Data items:
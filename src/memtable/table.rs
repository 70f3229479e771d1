//! MemTable implementation
//!
//! BTreeMap-based memtable with RwLock for concurrency.

use std::collections::BTreeMap;
use std::ops::Bound;
use std::sync::atomic::{AtomicU64, AtomicUsize, Ordering};

use bytes::Bytes;
use parking_lot::RwLock;

use crate::key::{InternalKey, SeqNo, ValueEntry, VersionedEntry};
use crate::range_tombstone::RangeTombstone;

/// Per-version bookkeeping charged on top of key and value bytes
const SEQNO_OVERHEAD: usize = std::mem::size_of::<SeqNo>();

/// In-memory table for recent writes
pub struct MemTable {
    data: RwLock<BTreeMap<InternalKey, ValueEntry>>,
    range_tombstones: RwLock<Vec<RangeTombstone>>,
    /// Approximate size in bytes
    size: AtomicUsize,
    /// Number of point versions (values and tombstones)
    entry_count: AtomicUsize,
    /// Bumped when the table is cleared or gains a range tombstone
    epoch: AtomicU64,
}

impl MemTable {
    /// Create a new empty MemTable
    pub fn new() -> Self {
        Self {
            data: RwLock::new(BTreeMap::new()),
            range_tombstones: RwLock::new(Vec::new()),
            size: AtomicUsize::new(0),
            entry_count: AtomicUsize::new(0),
            epoch: AtomicU64::new(0),
        }
    }

    /// Insert a value version. Returns the new approximate size.
    pub fn put(&self, key: &[u8], value: &[u8], seqno: SeqNo) -> usize {
        let charge = key.len() + value.len() + SEQNO_OVERHEAD;
        self.insert(
            InternalKey::new(Bytes::copy_from_slice(key), seqno),
            ValueEntry::Value(Bytes::copy_from_slice(value)),
            charge,
        )
    }

    /// Insert a point tombstone. Returns the new approximate size.
    pub fn delete(&self, key: &[u8], seqno: SeqNo) -> usize {
        let charge = key.len() + SEQNO_OVERHEAD;
        self.insert(
            InternalKey::new(Bytes::copy_from_slice(key), seqno),
            ValueEntry::Tombstone,
            charge,
        )
    }

    /// Record a range tombstone over `[start, end)`. Returns the new approximate size.
    pub fn delete_range(&self, start: &[u8], end: &[u8], seqno: SeqNo) -> usize {
        let tombstone = RangeTombstone::new(
            Bytes::copy_from_slice(start),
            Bytes::copy_from_slice(end),
            seqno,
        );
        let charge = start.len() + end.len() + SEQNO_OVERHEAD;
        self.range_tombstones.write().push(tombstone);
        self.epoch.fetch_add(1, Ordering::SeqCst);
        self.size.fetch_add(charge, Ordering::SeqCst) + charge
    }

    fn insert(&self, key: InternalKey, value: ValueEntry, charge: usize) -> usize {
        let replaced = self.data.write().insert(key, value);
        if replaced.is_none() {
            self.entry_count.fetch_add(1, Ordering::SeqCst);
        }
        self.size.fetch_add(charge, Ordering::SeqCst) + charge
    }

    /// Newest version of `key` visible at `snapshot_seqno`
    pub fn get(&self, key: &[u8], snapshot_seqno: SeqNo) -> Option<(SeqNo, ValueEntry)> {
        let start = InternalKey::new(Bytes::copy_from_slice(key), snapshot_seqno);
        let data = self.data.read();
        data.range(start..)
            .next()
            .filter(|(k, _)| k.user_key.as_ref() == key)
            .map(|(k, v)| (k.seqno(), v.clone()))
    }

    /// All versions of user keys in `[lower, upper)`, in internal key order
    pub fn range(&self, lower: Option<&[u8]>, upper: Option<&[u8]>) -> Vec<VersionedEntry> {
        if let (Some(lo), Some(hi)) = (lower, upper) {
            if lo >= hi {
                return Vec::new();
            }
        }
        let start = match lower {
            Some(lo) => Bound::Included(InternalKey::seek_key(lo)),
            None => Bound::Unbounded,
        };
        let end = match upper {
            Some(hi) => Bound::Excluded(InternalKey::seek_key(hi)),
            None => Bound::Unbounded,
        };

        self.data
            .read()
            .range((start, end))
            .map(|(k, v)| VersionedEntry {
                key: k.clone(),
                value: v.clone(),
            })
            .collect()
    }

    /// Up to `max` versions starting at `from`, below `upper`, together with
    /// the epoch they were read at.
    ///
    /// The batch is extended past `max` until the user key changes, so it
    /// always ends on a user-key boundary.
    pub fn scan_batch(
        &self,
        from: Bound<&[u8]>,
        upper: Option<&[u8]>,
        max: usize,
    ) -> (u64, Vec<VersionedEntry>) {
        let data = self.data.read();
        let epoch = self.epoch.load(Ordering::SeqCst);

        let start = match from {
            Bound::Included(k) | Bound::Excluded(k) if upper.is_some_and(|hi| k >= hi) => {
                return (epoch, Vec::new());
            }
            Bound::Included(k) => Bound::Included(InternalKey::seek_key(k)),
            // Seqno 0 sorts after every other version of `k`
            Bound::Excluded(k) => Bound::Excluded(InternalKey::new(Bytes::copy_from_slice(k), 0)),
            Bound::Unbounded => Bound::Unbounded,
        };
        let end = match upper {
            Some(hi) => Bound::Excluded(InternalKey::seek_key(hi)),
            None => Bound::Unbounded,
        };

        let mut batch: Vec<VersionedEntry> = Vec::new();
        for (k, v) in data.range((start, end)) {
            if batch.len() >= max && batch.last().is_some_and(|last| last.key.user_key != k.user_key) {
                break;
            }
            batch.push(VersionedEntry {
                key: k.clone(),
                value: v.clone(),
            });
        }
        (epoch, batch)
    }

    /// Current epoch; a changed epoch means cached views of this table are stale
    pub fn epoch(&self) -> u64 {
        self.epoch.load(Ordering::SeqCst)
    }

    /// Get all entries in sorted order (for flush)
    pub fn iter(&self) -> Vec<VersionedEntry> {
        self.range(None, None)
    }

    pub fn range_tombstones(&self) -> Vec<RangeTombstone> {
        self.range_tombstones.read().clone()
    }

    /// Get approximate size in bytes
    pub fn size(&self) -> usize {
        self.size.load(Ordering::SeqCst)
    }

    /// Get entry count (point versions)
    pub fn entry_count(&self) -> usize {
        self.entry_count.load(Ordering::SeqCst)
    }

    /// Check if the memtable holds nothing to flush
    pub fn is_empty(&self) -> bool {
        self.entry_count() == 0 && self.range_tombstones.read().is_empty()
    }

    /// Clear all entries (after successful flush)
    pub fn clear(&self) {
        let mut data = self.data.write();
        let mut tombstones = self.range_tombstones.write();
        data.clear();
        tombstones.clear();
        self.epoch.fetch_add(1, Ordering::SeqCst);
        self.size.store(0, Ordering::SeqCst);
        self.entry_count.store(0, Ordering::SeqCst);
    }
}

impl Default for MemTable {
    fn default() -> Self {
        Self::new()
    }
}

### Required action
The line containing "self.size.store(0, Ordering::SeqCst);" and all lines after it, through the last line of the data, should be retyped exactly.

### Final answer
        self.size.store(0, Ordering::SeqCst);
        self.entry_count.store(0, Ordering::SeqCst);
    }
}

impl Default for MemTable {
    fn default() -> Self {
        Self::new()
    }
}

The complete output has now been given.